Even so, few observers expected Wyndorf to switch creative gears once again when the time came to record the all-important follow-up for A&M Records. Yet that's precisely what he did, challenging expectations with Dopes to Infinity's much more textured, even sumptuous, production. These changes served as both test for returning listeners expecting Superjudge's primal raw power, and an invitation for them to put their faith in Uncle Dave, entrusting the mysterious rocker to captain them beyond that final frontier, farther than man or music had ever gone before.

Not that space travel fueled by liberal drug consumption was the be-all, end-all of Dopes to Infinity. But it was the driving force behind its surprisingly groovy title track, the hypnotic "Look to Your Orb for the Warning," the muscular riffing of "King of Mars" and "I Control, I Fly" and the imaginary movie soundtracks of "Ego, the Living Planet" and "Theme from "Masterburner." Beyond these, there were numerous odes to assorted '60s sounds, including the resurrected psychedelia of "All Friends and Kingdom Come," the dark-side-of-Aquarius surf music of "Dead Christmas," the haunted acoustic jams accompanied by string arrangements of "Blow 'em Off" and, yes, the full-on musical acid trips taken by "Third Alternative" and "Vertigo."

All of these ingredients and influences converged most effectively, more or less, on Dopes to Infinity's most successful single (and 1995's most unfathomably named Top 20 Rock single), "Negasonic Teenage Warhead," which garnered enough radio airplay to expand Monster Magnet's fan base considerably, and justified the aggressive touring they were about to undertake. This began with a jaunt across the U.K. and Europe between March and April, continued with a U.S. tour supporting Corrosion of Conformity from June into August, followed by select European festival appearances and another U.S. romp supporting Korn, from October to November, before resuming for some final dates all the way out in Australia in March 1996.

But for all the band's extensive road work, reliably powerful performances, and unprecedented success at radio (the second single, "Look to Your Orb for the Warning," couldn't match "Negasonic's" performance), sales of Dopes to Infinity were still relatively sluggish by major label standards, and the tour support and radio promotion funds both dried up well before more fans could be exposed and then converted to Monster Magnet's cause. By the time Monster Magnet got back into the studio, nearly two years later, the pressure to deliver more and bigger hits would steer Wyndorf back towards a more stripped down, take-no-prisoners approach on 1998's Powertrip, and the emergence of "Space Lord" as a bona fide rock radio smash certainly paid off with the band's first Gold certification.
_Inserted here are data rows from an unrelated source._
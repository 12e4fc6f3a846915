//! Application boundary: port traits and the structured events the
//! domain emits.
//!
//! Mode orchestration lives in [`crate::mode`]; everything it touches
//! goes through the **port traits** in [`ports`], so the domain runs
//! unchanged against real peripherals or host mocks.

pub mod events;
pub mod ports;
//! GPIO / peripheral pin assignments for the Orion controller board.
//!
//! Every driver references this module rather than hard-coding pin numbers.

// ---------------------------------------------------------------------------
// Relays (active HIGH)
// ---------------------------------------------------------------------------

pub const RELAY_GPIOS: [i32; 4] = [26, 27, 14, 12];

// ---------------------------------------------------------------------------
// Electronic lock (HIGH = strike energised = open)
// ---------------------------------------------------------------------------

pub const LOCK_GPIO: i32 = 13;

// ---------------------------------------------------------------------------
// Sensors
// ---------------------------------------------------------------------------

/// DHT11 single-wire data line.
pub const DHT_GPIO: i32 = 23;

/// Light-dependent resistor divider. ADC1 channel 6 on the ESP32.
pub const LDR_ADC_GPIO: i32 = 34;

/// GPS module UART (UART2).
pub const GPS_RX_GPIO: i32 = 16;
pub const GPS_TX_GPIO: i32 = 17;

// ---------------------------------------------------------------------------
// Servos (LEDC, 50 Hz)
// ---------------------------------------------------------------------------

pub const SERVO_GPIOS: [i32; 3] = [15, 2, 4];

// ---------------------------------------------------------------------------
// Test-mode operator inputs
// ---------------------------------------------------------------------------

/// Menu potentiometer wiper. ADC1 channel 7 on the ESP32.
pub const POT_ADC_GPIO: i32 = 35;

/// Confirm push button (active LOW, internal pull-up).
pub const CONFIRM_BUTTON_GPIO: i32 = 0;

/// All digital outputs owned by the actuator layer, in claim order.
pub const ACTUATOR_GPIOS: [i32; 5] = [
    RELAY_GPIOS[0],
    RELAY_GPIOS[1],
    RELAY_GPIOS[2],
    RELAY_GPIOS[3],
    LOCK_GPIO,
];
//! Mock board and network adapters for integration tests.
//!
//! Records every pin write, servo move, display frame and network call so
//! tests can assert on the full history without real peripherals. Time
//! only moves when a test advances it or the code under test calls
//! `delay_ms`.

#![allow(dead_code)]

use std::collections::{HashMap, VecDeque};
use std::net::Ipv4Addr;

use orion::app::events::AppEvent;
use orion::app::ports::{
    AdcPort, AdvertisePort, BrokerEvent, BrokerPort, ClimatePort, ClockPort, ConsolePort, DisplayPort,
    EventSink, GpsPort, InboundMessage, PinPort, ServiceAdvert, ServoPort, SystemPort, TimeSeriesPort,
    TimeSyncPort,
};
use orion::cloud::line_protocol::Point;
use orion::config::SystemConfig;
use orion::error::{HardwareReadInvalid, TransientError};
use orion::mode::ModeController;
use orion::pins;
use orion::sensors::{ClimateReading, GpsFix};

// ── Board ─────────────────────────────────────────────────────

#[derive(Debug, Clone, Copy, Default, PartialEq, Eq)]
pub struct PinState {
    pub claimed: bool,
    pub high: bool,
}

#[derive(Debug, Clone, Copy, Default, PartialEq, Eq)]
pub struct ServoState {
    pub attached: bool,
    pub angle: Option<u8>,
}

pub struct MockBoard {
    pub now: u64,
    pub pins: HashMap<i32, PinState>,
    /// Every `write_pin`, in order.
    pub writes: Vec<(i32, bool)>,
    pub adc: HashMap<i32, u16>,
    pub adc_config: HashMap<i32, u8>,
    pub climate: Result<ClimateReading, HardwareReadInvalid>,
    pub climate_reads: u32,
    pub gps_open: bool,
    pub gps_baud: Option<u32>,
    pub gps_fix: Option<GpsFix>,
    pub gps_sats: u8,
    pub gps_pumped: usize,
    pub servos: [ServoState; 3],
    pub ip: Option<Ipv4Addr>,
    pub rssi: Option<i8>,
    pub restarts: u32,
    pub frame: Vec<String>,
    pub shown: Vec<String>,
    pub flushes: u32,
}

impl MockBoard {
    pub fn new() -> Self {
        let mut adc = HashMap::new();
        adc.insert(pins::LDR_ADC_GPIO, 2200);
        adc.insert(pins::POT_ADC_GPIO, 0);
        Self {
            now: 1_000,
            pins: HashMap::new(),
            writes: Vec::new(),
            adc,
            adc_config: HashMap::new(),
            climate: Ok(ClimateReading { temperature_c: 22, humidity_pct: 41 }),
            climate_reads: 0,
            gps_open: false,
            gps_baud: None,
            gps_fix: None,
            gps_sats: 0,
            gps_pumped: 0,
            servos: [ServoState::default(); 3],
            ip: Some(Ipv4Addr::new(192, 168, 1, 50)),
            rssi: Some(-61),
            restarts: 0,
            frame: vec![String::new(); 8],
            shown: vec![String::new(); 8],
            flushes: 0,
        }
    }

    pub fn advance(&mut self, ms: u64) {
        self.now += ms;
    }

    pub fn level(&self, pin: i32) -> bool {
        self.pins.get(&pin).is_some_and(|p| p.high)
    }

    pub fn is_claimed(&self, pin: i32) -> bool {
        self.pins.get(&pin).is_some_and(|p| p.claimed)
    }

    pub fn relay_level(&self, n: usize) -> bool {
        self.level(pins::RELAY_GPIOS[n - 1])
    }

    pub fn lock_level(&self) -> bool {
        self.level(pins::LOCK_GPIO)
    }

    /// Levels written to `pin`, oldest first.
    pub fn history(&self, pin: i32) -> Vec<bool> {
        self.writes.iter().filter(|(p, _)| *p == pin).map(|(_, h)| *h).collect()
    }

    pub fn any_actuator_claimed(&self) -> bool {
        pins::ACTUATOR_GPIOS.iter().any(|p| self.is_claimed(*p))
    }

    pub fn shown_line(&self, row: usize) -> &str {
        &self.shown[row]
    }

    pub fn shows(&self, text: &str) -> bool {
        self.shown.iter().any(|l| l.contains(text))
    }
}

impl Default for MockBoard {
    fn default() -> Self {
        Self::new()
    }
}

impl ClockPort for MockBoard {
    fn now_ms(&self) -> u64 {
        self.now
    }

    fn delay_ms(&mut self, ms: u32) {
        self.now += u64::from(ms);
    }
}

impl PinPort for MockBoard {
    fn claim_output(&mut self, pin: i32) {
        self.pins.insert(pin, PinState { claimed: true, high: false });
    }

    fn release_pin(&mut self, pin: i32) {
        self.pins.insert(pin, PinState { claimed: false, high: false });
    }

    fn write_pin(&mut self, pin: i32, high: bool) {
        self.writes.push((pin, high));
        self.pins.entry(pin).or_default().high = high;
    }

    fn read_pin(&self, pin: i32) -> bool {
        self.level(pin)
    }
}

impl AdcPort for MockBoard {
    fn configure_adc(&mut self, pin: i32, resolution_bits: u8) {
        self.adc_config.insert(pin, resolution_bits);
    }

    fn read_adc(&mut self, pin: i32) -> u16 {
        self.adc.get(&pin).copied().unwrap_or(0)
    }
}

impl ClimatePort for MockBoard {
    fn read_climate(&mut self) -> Result<ClimateReading, HardwareReadInvalid> {
        self.climate_reads += 1;
        self.climate
    }
}

impl GpsPort for MockBoard {
    fn gps_begin(&mut self, baud: u32) {
        self.gps_open = true;
        self.gps_baud = Some(baud);
    }

    fn gps_end(&mut self) {
        self.gps_open = false;
    }

    fn gps_pump(&mut self, max_bytes: usize) -> usize {
        if !self.gps_open {
            return 0;
        }
        self.gps_pumped += max_bytes;
        max_bytes
    }

    fn gps_fix(&self) -> Option<GpsFix> {
        self.gps_fix
    }

    fn gps_satellites(&self) -> u8 {
        self.gps_fix.map_or(self.gps_sats, |f| f.satellites)
    }
}

impl ServoPort for MockBoard {
    fn attach_servo(&mut self, index: usize) {
        if let Some(s) = self.servos.get_mut(index) {
            s.attached = true;
            s.angle = Some(90);
        }
    }

    fn write_servo(&mut self, index: usize, angle: u8) {
        if let Some(s) = self.servos.get_mut(index) {
            s.angle = Some(angle);
        }
    }

    fn detach_servo(&mut self, index: usize) {
        if let Some(s) = self.servos.get_mut(index) {
            s.attached = false;
            s.angle = None;
        }
    }
}

impl SystemPort for MockBoard {
    fn ip_address(&self) -> Option<Ipv4Addr> {
        self.ip
    }

    fn rssi_dbm(&self) -> Option<i8> {
        self.rssi
    }

    fn restart(&mut self) {
        self.restarts += 1;
    }
}

impl DisplayPort for MockBoard {
    fn clear(&mut self) {
        self.frame.iter_mut().for_each(String::clear);
    }

    fn print_line(&mut self, row: u8, text: &str) {
        if let Some(line) = self.frame.get_mut(row as usize) {
            *line = text.to_owned();
        }
    }

    fn flush(&mut self) {
        self.shown.clone_from(&self.frame);
        self.flushes += 1;
    }
}

// ── Network ───────────────────────────────────────────────────

#[derive(Debug, Clone, PartialEq, Eq)]
pub struct Published {
    pub topic: String,
    pub payload: Vec<u8>,
    pub retain: bool,
}

impl Published {
    pub fn text(&self) -> &str {
        core::str::from_utf8(&self.payload).unwrap()
    }
}

#[derive(Default)]
pub struct MockNetwork {
    // console
    pub console_open: bool,
    pub console_fail: bool,
    pub console_in: VecDeque<String>,
    pub console_out: Vec<String>,
    // broker
    pub connect_fail: bool,
    pub connects: Vec<String>,
    pub disconnects: u32,
    pub broker_events: VecDeque<BrokerEvent>,
    pub subscribe_fail: bool,
    pub subscriptions: Vec<String>,
    pub publish_fail: bool,
    /// Publishes to these topics fail; the rest go through.
    pub publish_fail_topics: Vec<String>,
    pub published: Vec<Published>,
    // store
    pub store_fail: bool,
    pub validate_fail: bool,
    pub validations: u32,
    pub points: Vec<Point>,
    // mDNS
    pub advertise_fail: bool,
    /// `(hostname, service, port)` while advertised
    pub advertised: Option<(String, String, u16)>,
    // wall clock
    pub sync_fail: bool,
    pub syncs: Vec<String>,
    pub unix: Option<u64>,
}

impl MockNetwork {
    pub fn new() -> Self {
        Self { unix: Some(1_700_000_000), ..Self::default() }
    }

    pub fn type_line(&mut self, line: &str) {
        self.console_in.push_back(line.to_owned());
    }

    pub fn take_output(&mut self) -> Vec<String> {
        std::mem::take(&mut self.console_out)
    }

    pub fn deliver(&mut self, event: BrokerEvent) {
        self.broker_events.push_back(event);
    }

    pub fn deliver_message(&mut self, topic: &str, payload: &str) {
        self.deliver(BrokerEvent::Message(InboundMessage {
            topic: topic.to_owned(),
            payload: payload.as_bytes().to_vec(),
        }));
    }

    pub fn published_to(&self, topic: &str) -> Vec<&Published> {
        self.published.iter().filter(|p| p.topic == topic).collect()
    }

    pub fn retained(&self) -> Vec<&Published> {
        self.published.iter().filter(|p| p.retain).collect()
    }
}

impl ConsolePort for MockNetwork {
    fn console_start(&mut self) -> Result<(), TransientError> {
        if self.console_fail {
            return Err(TransientError::ConsoleUnavailable);
        }
        self.console_open = true;
        Ok(())
    }

    fn console_stop(&mut self) {
        self.console_open = false;
    }

    fn console_poll_line(&mut self) -> Option<String> {
        if !self.console_open {
            return None;
        }
        self.console_in.pop_front()
    }

    fn console_write_line(&mut self, line: &str) {
        self.console_out.push(line.to_owned());
    }
}

impl BrokerPort for MockNetwork {
    fn broker_connect(&mut self, client_id: &str) -> Result<(), TransientError> {
        self.connects.push(client_id.to_owned());
        if self.connect_fail {
            return Err(TransientError::BrokerUnreachable);
        }
        Ok(())
    }

    fn broker_disconnect(&mut self) {
        self.disconnects += 1;
    }

    fn broker_poll(&mut self) -> Option<BrokerEvent> {
        self.broker_events.pop_front()
    }

    fn subscribe(&mut self, topic: &str) -> Result<(), TransientError> {
        if self.subscribe_fail {
            return Err(TransientError::BrokerSubscribeFailed);
        }
        self.subscriptions.push(topic.to_owned());
        Ok(())
    }

    fn publish(&mut self, topic: &str, payload: &[u8], retain: bool) -> Result<(), TransientError> {
        if self.publish_fail || self.publish_fail_topics.iter().any(|t| t == topic) {
            return Err(TransientError::BrokerPublishFailed);
        }
        self.published.push(Published { topic: topic.to_owned(), payload: payload.to_vec(), retain });
        Ok(())
    }
}

impl TimeSeriesPort for MockNetwork {
    fn store_validate(&mut self) -> Result<(), TransientError> {
        self.validations += 1;
        if self.validate_fail {
            return Err(TransientError::StoreUnreachable);
        }
        Ok(())
    }

    fn store_write(&mut self, point: &Point) -> Result<(), TransientError> {
        if self.store_fail {
            return Err(TransientError::StoreWriteFailed);
        }
        self.points.push(point.clone());
        Ok(())
    }
}

impl TimeSyncPort for MockNetwork {
    fn sync_time(&mut self, timezone: &str, _servers: &[String]) -> Result<(), TransientError> {
        self.syncs.push(timezone.to_owned());
        if self.sync_fail {
            return Err(TransientError::TimeSyncFailed);
        }
        Ok(())
    }

    fn unix_time(&self) -> Option<u64> {
        self.unix
    }
}

impl AdvertisePort for MockNetwork {
    fn advertise_start(&mut self, advert: &ServiceAdvert<'_>) -> Result<(), TransientError> {
        if self.advertise_fail {
            return Err(TransientError::AdvertiseFailed);
        }
        self.advertised = Some((advert.hostname.to_owned(), advert.service.to_owned(), advert.port));
        Ok(())
    }

    fn advertise_stop(&mut self) {
        self.advertised = None;
    }
}

// ── Event sink ────────────────────────────────────────────────

#[derive(Default)]
pub struct RecordingSink {
    pub events: Vec<AppEvent>,
}

impl RecordingSink {
    pub fn new() -> Self {
        Self::default()
    }

    pub fn contains(&self, event: &AppEvent) -> bool {
        self.events.contains(event)
    }

    pub fn count(&self, pred: impl Fn(&AppEvent) -> bool) -> usize {
        self.events.iter().filter(|e| pred(e)).count()
    }

    pub fn clear(&mut self) {
        self.events.clear();
    }
}

impl EventSink for RecordingSink {
    fn emit(&mut self, event: &AppEvent) {
        self.events.push(event.clone());
    }
}

// ── Rig ───────────────────────────────────────────────────────

/// Controller plus every collaborator, wired the way `main` wires them.
pub struct Rig {
    pub ctl: ModeController,
    pub hw: MockBoard,
    pub net: MockNetwork,
    pub sink: RecordingSink,
}

impl Rig {
    pub fn new() -> Self {
        Self::with_config(SystemConfig::default())
    }

    pub fn with_config(config: SystemConfig) -> Self {
        Self {
            ctl: ModeController::new(config, 0x1234_5678),
            hw: MockBoard::new(),
            net: MockNetwork::new(),
            sink: RecordingSink::new(),
        }
    }

    pub fn enter(&mut self, mode: orion::mode::OperatingMode) -> orion::error::Result<()> {
        self.ctl.enter(mode, &mut self.hw, &mut self.net, &mut self.sink)
    }

    pub fn exit(&mut self) {
        self.ctl.exit(&mut self.hw, &mut self.net, &mut self.sink);
    }

    pub fn tick(&mut self) {
        self.ctl.tick(&mut self.hw, &mut self.net, &mut self.sink);
    }

    pub fn input(&mut self, input: orion::mode::InputEvent) -> orion::error::Result<()> {
        self.ctl.handle_input(input, &mut self.hw, &mut self.net, &mut self.sink)
    }

    /// Advance `ms` in steps of `step`, ticking after each step.
    pub fn run_for(&mut self, ms: u64, step: u64) {
        let end = self.hw.now + ms;
        while self.hw.now < end {
            self.hw.advance(step.min(end - self.hw.now));
            self.tick();
        }
    }

    /// Type one console line and tick once.
    pub fn console(&mut self, line: &str) -> Vec<String> {
        self.net.type_line(line);
        self.tick();
        self.net.take_output()
    }
}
Unfortunately, Powertrip's well-deserved success (it, too, is an absolute scorcher of an LP) wound up unfairly relegating Dopes to Infinity to a slightly diminished standing within the incredible Monster Magnet, and renewed appreciation for the latter album's stunning musical achievements wouldn't manifest itself until the new millennium, and the group's 2011 tour, specifically dedicated to performing Dopes' songs. Thankfully, this timely reminder, along with the simple matter of surviving the test of time, has gradually cemented Dopes to Infinity's reputation as perhaps the ultimate space rock album of the '90s...and beyond.